The argument you advance sounds convincing at first. After all, you are not trying to defraud the insurer, but only to get a fair payment for your investment in time. However, the argument appears specious when viewed in total context. No one expects the payment schedule to accurately reflect the time and resource investment of every single visit. The recompense for a procedure that generally takes five minutes, but occasionally an hour or more, will reflect the average amount of time – let us say ten minutes. When the procedure goes smoothly, do you “downcode” to save the insurer money and obtain only what is fair?
Furthermore, even if one particular procedure is mispriced even on an average basis, we have to consider the entire payment schedule. Some procedures pay too little compared to the effort involved, others too much. Again, do you downcode procedures that are consistently the most profitable? I am guessing that you don’t.

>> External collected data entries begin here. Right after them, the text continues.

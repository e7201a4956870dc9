use rootfind_core::{Precision, tolerance::DEFAULT_TOLERANCE};
use thiserror::Error;

/// Configuration shared by the Newton and secant solvers.
///
/// A `Config` is validated on construction, so every value reaching a solver
/// is usable.
#[derive(Debug, Clone, Copy, PartialEq)]
pub struct Config {
    tolerance: f64,
    max_iters: usize,
}

/// Errors that can occur when validating a solver config.
#[derive(Debug, Error, Clone, Copy, PartialEq, Eq)]
pub enum ConfigError {
    #[error("tolerance must be finite and positive")]
    Tolerance,

    #[error("max_iters must be at least 1")]
    MaxIters,
}

impl Default for Config {
    fn default() -> Self {
        Self {
            tolerance: DEFAULT_TOLERANCE,
            max_iters: Self::DEFAULT_MAX_ITERS,
        }
    }
}

impl Config {
    /// Iteration budget used by [`Config::default`].
    pub const DEFAULT_MAX_ITERS: usize = 100;

    /// Creates a new config.
    ///
    /// # Errors
    ///
    /// Returns an error if the tolerance is not finite and positive, or if
    /// `max_iters` is zero.
    pub fn new(tolerance: f64, max_iters: usize) -> Result<Self, ConfigError> {
        if !tolerance.is_finite() || tolerance <= 0.0 {
            return Err(ConfigError::Tolerance);
        }
        if max_iters == 0 {
            return Err(ConfigError::MaxIters);
        }

        Ok(Self {
            tolerance,
            max_iters,
        })
    }

    /// Creates a config with the given tolerance and the default budget.
    ///
    /// # Errors
    ///
    /// Returns an error if the tolerance is not finite and positive.
    pub fn with_tolerance(tolerance: f64) -> Result<Self, ConfigError> {
        Self::new(tolerance, Self::DEFAULT_MAX_ITERS)
    }

    /// Returns the step-size tolerance below which the solver has converged.
    #[must_use]
    pub fn tolerance(&self) -> f64 {
        self.tolerance
    }

    /// Returns the maximum number of iterations.
    #[must_use]
    pub fn max_iters(&self) -> usize {
        self.max_iters
    }

    /// Returns the precision used to round trace values.
    #[must_use]
    pub fn precision(&self) -> Precision {
        Precision::from_tolerance(self.tolerance)
    }
}
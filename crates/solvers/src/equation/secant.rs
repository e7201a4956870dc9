//! Secant iteration for scalar equations.
//!
//! # Algorithm
//!
//! The secant method replaces Newton's derivative with the slope through the
//! two most recent iterates:
//!
//! ```text
//! x_{n+2} = x_{n+1} - f(x_{n+1}) * (x_{n+1} - x_n) / (f(x_{n+1}) - f(x_n))
//! ```
//!
//! Each iteration first checks the slope denominator. If
//! `|f(x_{n+1}) - f(x_n)| < NEAR_ZERO` the solve ends as
//! [`Status::Degenerate`] with no root. This also covers two equal starting
//! points, which are not rejected up front. Otherwise the step is recorded and
//! the solve converges once `|x_{n+2} - x_{n+1}| < tolerance`.
//!
//! Unlike [`newton`](super::newton), there is no separate check on the function
//! value. If the iteration budget runs out, the last iterate is returned with
//! [`Status::MaxIters`].
//!
//! # Observer Events
//!
//! The solver emits one [`Event`] per recorded step. Observers can return
//! [`Action::StopEarly`] to end the solve with the newest iterate.
//!
//! [`Status::Degenerate`]: super::Status::Degenerate
//! [`Status::MaxIters`]: super::Status::MaxIters

mod action;
mod event;
mod record;

#[cfg(test)]
mod tests;

pub use action::Action;
pub use event::Event;
pub use record::Record;

use rootfind_core::Observer;

use super::{Config, NEAR_ZERO, Solution, Status};

const SOLVER: &str = "secant";

/// Finds a root of `f` using secant iteration from the points `x0` and `x1`.
///
/// The observer receives an [`Event`] after each recorded step; see the
/// [module docs](self) for the stopping rules.
pub fn solve<F, Obs>(f: F, x0: f64, x1: f64, config: &Config, mut observer: Obs) -> Solution<Record>
where
    F: Fn(f64) -> f64,
    Obs: for<'a> Observer<Event<'a>, Action>,
{
    let precision = config.precision();
    let mut trace = Vec::new();
    let (mut x0, mut x1) = (x0, x1);

    for iter in 0..config.max_iters() {
        let fx0 = f(x0);
        let fx1 = f(x1);
        let slope_span = fx1 - fx0;

        if slope_span.abs() < NEAR_ZERO {
            return Solution::finish(SOLVER, Status::Degenerate, None, iter, trace, precision);
        }

        let x2 = x1 - fx1 * (x1 - x0) / slope_span;
        let error = (x2 - x1).abs();
        tracing::trace!(solver = SOLVER, iter, x0, x1, fx0, fx1, x2, error, "step");

        let exact = Record {
            iter,
            x0,
            x1,
            fx0,
            fx1,
            x2,
            error,
        };
        let rounded = exact.rounded(precision);
        let action = observer.observe(&Event {
            exact,
            rounded: &rounded,
        });
        trace.push(rounded);

        if let Some(Action::StopEarly) = action {
            return Solution::finish(
                SOLVER,
                Status::StoppedByObserver,
                Some(x2),
                iter + 1,
                trace,
                precision,
            );
        }

        if error < config.tolerance() {
            return Solution::finish(
                SOLVER,
                Status::Converged,
                Some(x2),
                iter + 1,
                trace,
                precision,
            );
        }

        x0 = x1;
        x1 = x2;
    }

    Solution::finish(
        SOLVER,
        Status::MaxIters,
        Some(x1),
        config.max_iters(),
        trace,
        precision,
    )
}

/// Finds a root of `f` using secant iteration without observer support.
///
/// This is a convenience wrapper around [`solve`] that uses a no-op observer.
pub fn solve_unobserved<F>(f: F, x0: f64, x1: f64, config: &Config) -> Solution<Record>
where
    F: Fn(f64) -> f64,
{
    solve(f, x0, x1, config, ())
}
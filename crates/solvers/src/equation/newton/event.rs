use super::Record;

/// Event emitted by the Newton solver after each step.
///
/// `exact` holds the unrounded step values and `rounded` the record that was
/// appended to the trace.
#[derive(Debug, Clone, Copy)]
pub struct Event<'a> {
    /// Unrounded values of this step.
    pub exact: Record,

    /// The trace record for this step.
    pub rounded: &'a Record,
}

impl Event<'_> {
    /// Returns the iteration index (0-based).
    #[must_use]
    pub fn iter(&self) -> usize {
        self.exact.iter
    }
}
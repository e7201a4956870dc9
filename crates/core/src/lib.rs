//! Core traits and types for the rootfind solvers.
//!
//! This crate defines the shared abstractions that solvers and observers
//! build on:
//!
//! - [`Observer`] — receives solver events and optionally returns control actions
//! - [`Precision`] — the decimal precision a tolerance implies for trace values
//! - [`tolerance`] — parsing of user-entered tolerances such as `"10^-4"`

mod observer;
mod precision;

pub mod tolerance;

pub use observer::Observer;
pub use precision::Precision;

Another consideration is that often insurers provide for extra billing when codes don’t adequately reflect the resources needed for a procedure. There is a defined bureaucratic process involved. It is true that the paperwork involved in these claims can itself be somewhat burdensome, but that is to be expected when discussing a mechanism meant to be used only in exceptional circumstances. So the incentive to upcode is sometimes not in order to obtain fair recompense, but only in order to avoid annoying paperwork – an understandable motivation, but certainly not one compelling enough to justify insurance fraud.
After extensive research, I became aware that what I have written so far is not the entire story. Sometimes the insurance is so deficient that the underpayments by the insurance company are never balanced out, and dealing with the issue through paperwork is either impossible or totally not cost effective. This is especially likely to happen for poor people who have minimal insurance. As a result, I have heard of reputable practitioners who don’t want to turn indigent patients away but simply cannot afford to treat them without changing the codes.

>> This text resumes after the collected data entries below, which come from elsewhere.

use rootfind_core::Observer;

use crate::traits::{HasIterate, HasIteration, HasStepError};

/// Logs every solver iteration as a structured `tracing` event.
///
/// Each event is emitted at `INFO` level with the fields `solver`, `iter`,
/// `x` and `error`, where `x` and `error` are the unrounded values of the
/// step. The observer never steers the solver.
///
/// # Example
///
/// ```rust
/// use rootfind_observers::TracingObserver;
/// use rootfind_solvers::equation::{Config, newton};
///
/// let solution = newton::solve(
///     |x| x * x - 2.0,
///     |x| 2.0 * x,
///     1.0,
///     &Config::default(),
///     TracingObserver::new("sqrt2"),
/// );
///
/// assert!(solution.is_converged());
/// ```
#[derive(Debug, Clone)]
pub struct TracingObserver {
    label: String,
    logged: usize,
}

impl TracingObserver {
    /// Creates an observer that tags its events with `label`.
    pub fn new(label: impl Into<String>) -> Self {
        Self {
            label: label.into(),
            logged: 0,
        }
    }

    /// Returns the label attached to each event.
    #[must_use]
    pub fn label(&self) -> &str {
        &self.label
    }

    /// Returns the number of iterations logged so far.
    #[must_use]
    pub fn logged(&self) -> usize {
        self.logged
    }
}

impl<E, A> Observer<E, A> for TracingObserver
where
    E: HasIteration + HasIterate + HasStepError,
{
    fn observe(&mut self, event: &E) -> Option<A> {
        tracing::info!(
            solver = %self.label,
            iter = event.iteration(),
            x = event.iterate(),
            error = event.step_error(),
            "iteration"
        );
        self.logged += 1;
        None
    }
}

/// Allows `&mut TracingObserver` to be passed to solvers that take an observer
/// by value, so [`TracingObserver::logged`] can be read after the solve.
impl<E, A> Observer<E, A> for &mut TracingObserver
where
    E: HasIteration + HasIterate + HasStepError,
{
    fn observe(&mut self, event: &E) -> Option<A> {
        (*self).observe(event)
    }
}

Even so, I do not believe this situation can justify upcoding. The health system as a whole will have to find a solution for these underinsured individuals, but the solution is not insurance fraud. Not only is the practice fraudulent in itself, but taking an accepting attitude is nearly certain to lead to an accepting attitude towards upcoding in other cases, when it can’t be easily excused as a desire to help the needy.
According to Jewish law, fraud is impermissible even when it is employed to help the needy. If you find you cannot help needy individuals without upcoding, take as many as you reasonably can on a pro bono basis (meaning accepting only the inadequate payment from the insurer) and you will just have to turn the rest away.